La periodista se dirigió en su coche a la Ulmenstrasse, y Mila salió a abrir.
—¡Siempre pasa lo mismo, con Jan! —protestó Yeli—. Únicamente le veo por la mañana, si tengo suerte, y luego por la noche, si es que no duermo ya. Es un papá estupendo, ¿sabe? Pero casi nunca está en casa. Otros niños, todos mis amiguitos del colegio, tienen papá y mamá. Y los que mejor se lo pasan, son los hijos de padres divorciados.

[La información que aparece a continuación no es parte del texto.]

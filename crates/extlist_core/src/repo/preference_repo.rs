//! Preference repository contracts and implementations.
//!
//! # Responsibility
//! - Provide a small string key-value store for persisted UI preferences.
//! - Keep SQL details inside the persistence boundary.
//!
//! # Invariants
//! - Keys must be non-empty after trimming.
//! - `set_preference` overwrites any previous value for the same key.

use crate::db::DbError;
use rusqlite::{params, Connection, OptionalExtension};
use std::cell::RefCell;
use std::collections::BTreeMap;
use std::error::Error;
use std::fmt::{Display, Formatter};

pub type RepoResult<T> = Result<T, RepoError>;

/// Repository error for preference reads and writes.
#[derive(Debug)]
pub enum RepoError {
    Db(DbError),
    InvalidKey(String),
}

impl Display for RepoError {
    fn fmt(&self, f: &mut Formatter<'_>) -> std::fmt::Result {
        match self {
            Self::Db(err) => write!(f, "{err}"),
            Self::InvalidKey(key) => write!(f, "invalid preference key: `{key}`"),
        }
    }
}

impl Error for RepoError {
    fn source(&self) -> Option<&(dyn Error + 'static)> {
        match self {
            Self::Db(err) => Some(err),
            Self::InvalidKey(_) => None,
        }
    }
}

impl From<DbError> for RepoError {
    fn from(value: DbError) -> Self {
        Self::Db(value)
    }
}

impl From<rusqlite::Error> for RepoError {
    fn from(value: rusqlite::Error) -> Self {
        Self::Db(DbError::Sqlite(value))
    }
}

/// Repository interface for persisted preferences.
pub trait PreferenceRepository {
    fn get_preference(&self, key: &str) -> RepoResult<Option<String>>;
    fn set_preference(&self, key: &str, value: &str) -> RepoResult<()>;
}

/// SQLite-backed preference repository.
pub struct SqlitePreferenceRepository<'conn> {
    conn: &'conn Connection,
}

impl<'conn> SqlitePreferenceRepository<'conn> {
    pub fn new(conn: &'conn Connection) -> Self {
        Self { conn }
    }
}

impl PreferenceRepository for SqlitePreferenceRepository<'_> {
    fn get_preference(&self, key: &str) -> RepoResult<Option<String>> {
        let key = normalize_key(key)?;
        let value = self
            .conn
            .query_row(
                "SELECT value FROM preferences WHERE key = ?1;",
                [key],
                |row| row.get::<_, String>(0),
            )
            .optional()?;
        Ok(value)
    }

    fn set_preference(&self, key: &str, value: &str) -> RepoResult<()> {
        let key = normalize_key(key)?;
        self.conn.execute(
            "INSERT INTO preferences (key, value) VALUES (?1, ?2)
             ON CONFLICT(key) DO UPDATE SET
                value = excluded.value,
                updated_at = (strftime('%s', 'now') * 1000);",
            params![key, value],
        )?;
        Ok(())
    }
}

/// Process-local preference repository.
///
/// Values live only as long as the repository; used by tests and hosts
/// without a writable data directory.
#[derive(Debug, Default)]
pub struct MemoryPreferenceRepository {
    values: RefCell<BTreeMap<String, String>>,
}

impl MemoryPreferenceRepository {
    pub fn new() -> Self {
        Self::default()
    }
}

impl PreferenceRepository for MemoryPreferenceRepository {
    fn get_preference(&self, key: &str) -> RepoResult<Option<String>> {
        let key = normalize_key(key)?;
        Ok(self.values.borrow().get(key).cloned())
    }

    fn set_preference(&self, key: &str, value: &str) -> RepoResult<()> {
        let key = normalize_key(key)?;
        self.values
            .borrow_mut()
            .insert(key.to_string(), value.to_string());
        Ok(())
    }
}

impl<R: PreferenceRepository + ?Sized> PreferenceRepository for &R {
    fn get_preference(&self, key: &str) -> RepoResult<Option<String>> {
        (**self).get_preference(key)
    }

    fn set_preference(&self, key: &str, value: &str) -> RepoResult<()> {
        (**self).set_preference(key, value)
    }
}

fn normalize_key(key: &str) -> RepoResult<&str> {
    let trimmed = key.trim();
    if trimmed.is_empty() {
        return Err(RepoError::InvalidKey(key.to_string()));
    }
    Ok(trimmed)
}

—¿Por qué? —preguntó Norma.
—¡Pues sí! Porque un día a la semana y en las vacaciones van con el otro, ya sea el papá o la mamá. Según quien tenga la custodia. Y el que los recibe por uno o varios días, se esfuerza en concederles todos los caprichos. ¿Entiende?
—Entiendo, sí —respondió Norma—. Pero en realidad no es tan divertido como parece.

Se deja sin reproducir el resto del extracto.